From the first line to the last, retype the data below exactly.

--- START ---

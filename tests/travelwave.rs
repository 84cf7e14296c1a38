extern crate fdm_travelwave;
extern crate rand;

use fdm_travelwave::{run, Config, FieldSpec, OutputMode, PlotRequest, Problem, Profile, Renderer,
                     Result, WaveError};
use rand::rngs::StdRng;
use rand::{Rng, SeedableRng};

fn max(a: &ndarray::Array1<f64>) -> f64 {
    a.fold(f64::NEG_INFINITY, |m, &x| m.max(x))
}

fn min(a: &ndarray::Array1<f64>) -> f64 {
    a.fold(f64::INFINITY, |m, &x| m.min(x))
}

fn demo(final_time: f64) -> Problem {
    Problem::new(300, 1000, 100., final_time)
        .seabed(FieldSpec::sampled(|x| (-(x - 60f64).powi(2) / 10.).exp()))
        .displacement(FieldSpec::sampled(|x| 1.3 + 2. * (-(x - 15f64).powi(2) / 15.).exp()))
        .velocity(0.)
}

#[derive(Default)]
struct Recorder {
    requests: Vec<PlotRequest>,
}

impl Renderer for Recorder {
    fn render(&mut self, request: &PlotRequest) -> Result<()> {
        self.requests.push(request.clone());
        Ok(())
    }
}

#[test]
fn tsunami_demo_runs_to_completion() {
    let initial = demo(0.).solve().unwrap();
    let sol = demo(52.).solve().unwrap();

    assert_eq!(sol.x.len(), 301);
    assert_eq!(sol.seabed.len(), 301);
    assert_eq!(sol.displacement.len(), 301);
    assert!(!sol.refined());
    assert_eq!(sol.effective_steps, 1000);
    assert!(max(&sol.seabed) < min(&initial.displacement));
    assert!(sol.displacement.iter().all(|u| u.is_finite()));
    assert!((sol.peak_displacement - 3.3).abs() < 1e-12);
}

#[test]
fn pulse_leaves_through_open_boundaries() {
    let peak = 1.5;
    let sol = Problem::new(200, 400, 100., 100.)
        .seabed(0.)
        .displacement(Profile::Gaussian {
            amplitude: peak - 1.,
            center: 50.,
            width: 10.,
            offset: 1.,
        })
        .velocity(0.)
        .solve()
        .unwrap();

    assert!(max(&sol.displacement) <= peak + 1e-2);
    // both halves are gone; what remains is a small residue around still water
    let residue = sol.displacement.fold(0f64, |m, &u| m.max((u - 1.).abs()));
    assert!(residue < 0.1, "residue {}", residue);
}

#[test]
fn halves_travel_outwards() {
    let sol = Problem::new(200, 400, 100., 20.)
        .displacement(Profile::Gaussian {
            amplitude: 0.5,
            center: 50.,
            width: 10.,
            offset: 1.,
        })
        .solve()
        .unwrap();
    // wave speed is 1: the halves sit near x = 30 and x = 70
    let u = &sol.displacement;
    assert!(u[60] > u[100]);
    assert!(u[140] > u[100]);
    assert!((u[60] - u[140]).abs() < 1e-9);
}

#[test]
fn unstable_request_is_refined() {
    // hmax = 1, dx = 0.1, dt = 0.2
    let sol = Problem::new(10, 10, 1., 2.).solve().unwrap();
    assert!(sol.refined());
    assert_eq!(sol.effective_steps, (2. / (0.1 / 1f64)).ceil() as usize);
    assert!(1. * sol.dt / 0.1 <= 1. + 1e-12);
}

#[test]
fn insufficient_depth_produces_no_output() {
    let problem = Problem::new(100, 100, 100., 10.)
        .seabed(FieldSpec::sampled(|x| if (x - 60.).abs() < 1e-9 { 1.4 } else { 0.2 }))
        .displacement(Profile::Gaussian {
            amplitude: 1.,
            center: 20.,
            width: 10.,
            offset: 1.3,
        });
    let mut r = Recorder::default();
    for mode in &["data", "plot"] {
        match run(&problem, mode, &mut r) {
            Err(WaveError::InsufficientDepth { seabed_max, still_water }) => {
                assert_eq!(seabed_max, 1.4);
                assert!((still_water - 1.3).abs() < 1e-12);
            }
            other => panic!("unexpected {:?}", other),
        }
    }
    assert!(r.requests.is_empty());
}

#[test]
fn identical_inputs_give_identical_outputs() {
    let mut rng = StdRng::seed_from_u64(7);
    for _ in 0..5 {
        let a: f64 = rng.gen_range(0.1..2.);
        let c: f64 = rng.gen_range(10.0..90.);
        let s: f64 = rng.gen_range(0.1..0.9);
        let build = || {
            Problem::new(150, 300, 100., 30.)
                .seabed(Profile::CosineBump { amplitude: s, center: 100. - c, half_width: 8. })
                .displacement(Profile::Gaussian { amplitude: a, center: c, width: 12., offset: 1. })
                .velocity(FieldSpec::sampled(move |x| 0.01 * (x / 100.)))
        };
        let first = build().solve().unwrap();
        let second = build().solve().unwrap();
        assert_eq!(first, second);
        assert!(first.displacement.iter().all(|u| u.is_finite()));
    }
}

#[test]
fn mode_dispatch() {
    let problem = demo(5.);

    let mut r = Recorder::default();
    let (x, seabed, u) = run(&problem, "DATA", &mut r).unwrap().unwrap().into_arrays();
    assert_eq!((x.len(), seabed.len(), u.len()), (301, 301, 301));
    assert!(r.requests.is_empty());

    assert!(run(&problem, "plot", &mut r).unwrap().is_none());
    assert_eq!(r.requests.len(), 1);
    assert_eq!(r.requests[0].final_time, 5.);
    assert_eq!(r.requests[0].displacement, u);

    match run(&problem, "table", &mut r) {
        Err(WaveError::UnsupportedMode(m)) => assert_eq!(m, "table"),
        other => panic!("unexpected {:?}", other),
    }
    assert_eq!(r.requests.len(), 1);
}

#[test]
fn demo_config_file() {
    let path = concat!(env!("CARGO_MANIFEST_DIR"), "/demos/tsunami.toml");
    let config = Config::from_file(path).unwrap();
    assert_eq!(config.mode().unwrap(), OutputMode::Plot);
    assert_eq!(config.animation.as_ref().unwrap().frames, 100);

    let mut config = config;
    config.grid.final_time = 5.;
    assert_eq!(config.problem().unwrap().solve().unwrap(), demo(5.).solve().unwrap());
}

#[test]
fn missing_config_file() {
    assert!(matches!(Config::from_file("/nonexistent/travelwave.toml"), Err(WaveError::Config(_))));
}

--- END ---

◆ Solution to this exercise ◆
filename tests/travelwave.rs
repository 84cf7e14296c1a38
extern crate fdm_travelwave;
extern crate rand;

use fdm_travelwave::{run, Config, FieldSpec, OutputMode, PlotRequest, Problem, Profile, Renderer,
                     Result, WaveError};
use rand::rngs::StdRng;
use rand::{Rng, SeedableRng};

fn max(a: &ndarray::Array1<f64>) -> f64 {
    a.fold(f64::NEG_INFINITY, |m, &x| m.max(x))
}

fn min(a: &ndarray::Array1<f64>) -> f64 {
    a.fold(f64::INFINITY, |m, &x| m.min(x))
}

fn demo(final_time: f64) -> Problem {
    Problem::new(300, 1000, 100., final_time)
        .seabed(FieldSpec::sampled(|x| (-(x - 60f64).powi(2) / 10.).exp()))
        .displacement(FieldSpec::sampled(|x| 1.3 + 2. * (-(x - 15f64).powi(2) / 15.).exp()))
        .velocity(0.)
}

#[derive(Default)]
struct Recorder {
    requests: Vec<PlotRequest>,
}

impl Renderer for Recorder {
    fn render(&mut self, request: &PlotRequest) -> Result<()> {
        self.requests.push(request.clone());
        Ok(())
    }
}

#[test]
fn tsunami_demo_runs_to_completion() {
    let initial = demo(0.).solve().unwrap();
    let sol = demo(52.).solve().unwrap();

    assert_eq!(sol.x.len(), 301);
    assert_eq!(sol.seabed.len(), 301);
    assert_eq!(sol.displacement.len(), 301);
    assert!(!sol.refined());
    assert_eq!(sol.effective_steps, 1000);
    assert!(max(&sol.seabed) < min(&initial.displacement));
    assert!(sol.displacement.iter().all(|u| u.is_finite()));
    assert!((sol.peak_displacement - 3.3).abs() < 1e-12);
}

#[test]
fn pulse_leaves_through_open_boundaries() {
    let peak = 1.5;
    let sol = Problem::new(200, 400, 100., 100.)
        .seabed(0.)
        .displacement(Profile::Gaussian {
            amplitude: peak - 1.,
            center: 50.,
            width: 10.,
            offset: 1.,
        })
        .velocity(0.)
        .solve()
        .unwrap();

    assert!(max(&sol.displacement) <= peak + 1e-2);
    // both halves are gone; what remains is a small residue around still water
    let residue = sol.displacement.fold(0f64, |m, &u| m.max((u - 1.).abs()));
    assert!(residue < 0.1, "residue {}", residue);
}

#[test]
fn halves_travel_outwards() {
    let sol = Problem::new(200, 400, 100., 20.)
        .displacement(Profile::Gaussian {
            amplitude: 0.5,
            center: 50.,
            width: 10.,
            offset: 1.,
        })
        .solve()
        .unwrap();
    // wave speed is 1: the halves sit near x = 30 and x = 70
    let u = &sol.displacement;
    assert!(u[60] > u[100]);
    assert!(u[140] > u[100]);
    assert!((u[60] - u[140]).abs() < 1e-9);
}

#[test]
fn unstable_request_is_refined() {
    // hmax = 1, dx = 0.1, dt = 0.2
    let sol = Problem::new(10, 10, 1., 2.).solve().unwrap();
    assert!(sol.refined());
    assert_eq!(sol.effective_steps, (2. / (0.1 / 1f64)).ceil() as usize);
    assert!(1. * sol.dt / 0.1 <= 1. + 1e-12);
}

#[test]
fn insufficient_depth_produces_no_output() {
    let problem = Problem::new(100, 100, 100., 10.)
        .seabed(FieldSpec::sampled(|x| if (x - 60.).abs() < 1e-9 { 1.4 } else { 0.2 }))
        .displacement(Profile::Gaussian {
            amplitude: 1.,
            center: 20.,
            width: 10.,
            offset: 1.3,
        });
    let mut r = Recorder::default();
    for mode in &["data", "plot"] {
        match run(&problem, mode, &mut r) {
            Err(WaveError::InsufficientDepth { seabed_max, still_water }) => {
                assert_eq!(seabed_max, 1.4);
                assert!((still_water - 1.3).abs() < 1e-12);
            }
            other => panic!("unexpected {:?}", other),
        }
    }
    assert!(r.requests.is_empty());
}

#[test]
fn identical_inputs_give_identical_outputs() {
    let mut rng = StdRng::seed_from_u64(7);
    for _ in 0..5 {
        let a: f64 = rng.gen_range(0.1..2.);
        let c: f64 = rng.gen_range(10.0..90.);
        let s: f64 = rng.gen_range(0.1..0.9);
        let build = || {
            Problem::new(150, 300, 100., 30.)
                .seabed(Profile::CosineBump { amplitude: s, center: 100. - c, half_width: 8. })
                .displacement(Profile::Gaussian { amplitude: a, center: c, width: 12., offset: 1. })
                .velocity(FieldSpec::sampled(move |x| 0.01 * (x / 100.)))
        };
        let first = build().solve().unwrap();
        let second = build().solve().unwrap();
        assert_eq!(first, second);
        assert!(first.displacement.iter().all(|u| u.is_finite()));
    }
}

#[test]
fn mode_dispatch() {
    let problem = demo(5.);

    let mut r = Recorder::default();
    let (x, seabed, u) = run(&problem, "DATA", &mut r).unwrap().unwrap().into_arrays();
    assert_eq!((x.len(), seabed.len(), u.len()), (301, 301, 301));
    assert!(r.requests.is_empty());

    assert!(run(&problem, "plot", &mut r).unwrap().is_none());
    assert_eq!(r.requests.len(), 1);
    assert_eq!(r.requests[0].final_time, 5.);
    assert_eq!(r.requests[0].displacement, u);

    match run(&problem, "table", &mut r) {
        Err(WaveError::UnsupportedMode(m)) => assert_eq!(m, "table"),
        other => panic!("unexpected {:?}", other),
    }
    assert_eq!(r.requests.len(), 1);
}

#[test]
fn demo_config_file() {
    let path = concat!(env!("CARGO_MANIFEST_DIR"), "/demos/tsunami.toml");
    let config = Config::from_file(path).unwrap();
    assert_eq!(config.mode().unwrap(), OutputMode::Plot);
    assert_eq!(config.animation.as_ref().unwrap().frames, 100);

    let mut config = config;
    config.grid.final_time = 5.;
    assert_eq!(config.problem().unwrap().solve().unwrap(), demo(5.).solve().unwrap());
}

#[test]
fn missing_config_file() {
    assert!(matches!(Config::from_file("/nonexistent/travelwave.toml"), Err(WaveError::Config(_))));
}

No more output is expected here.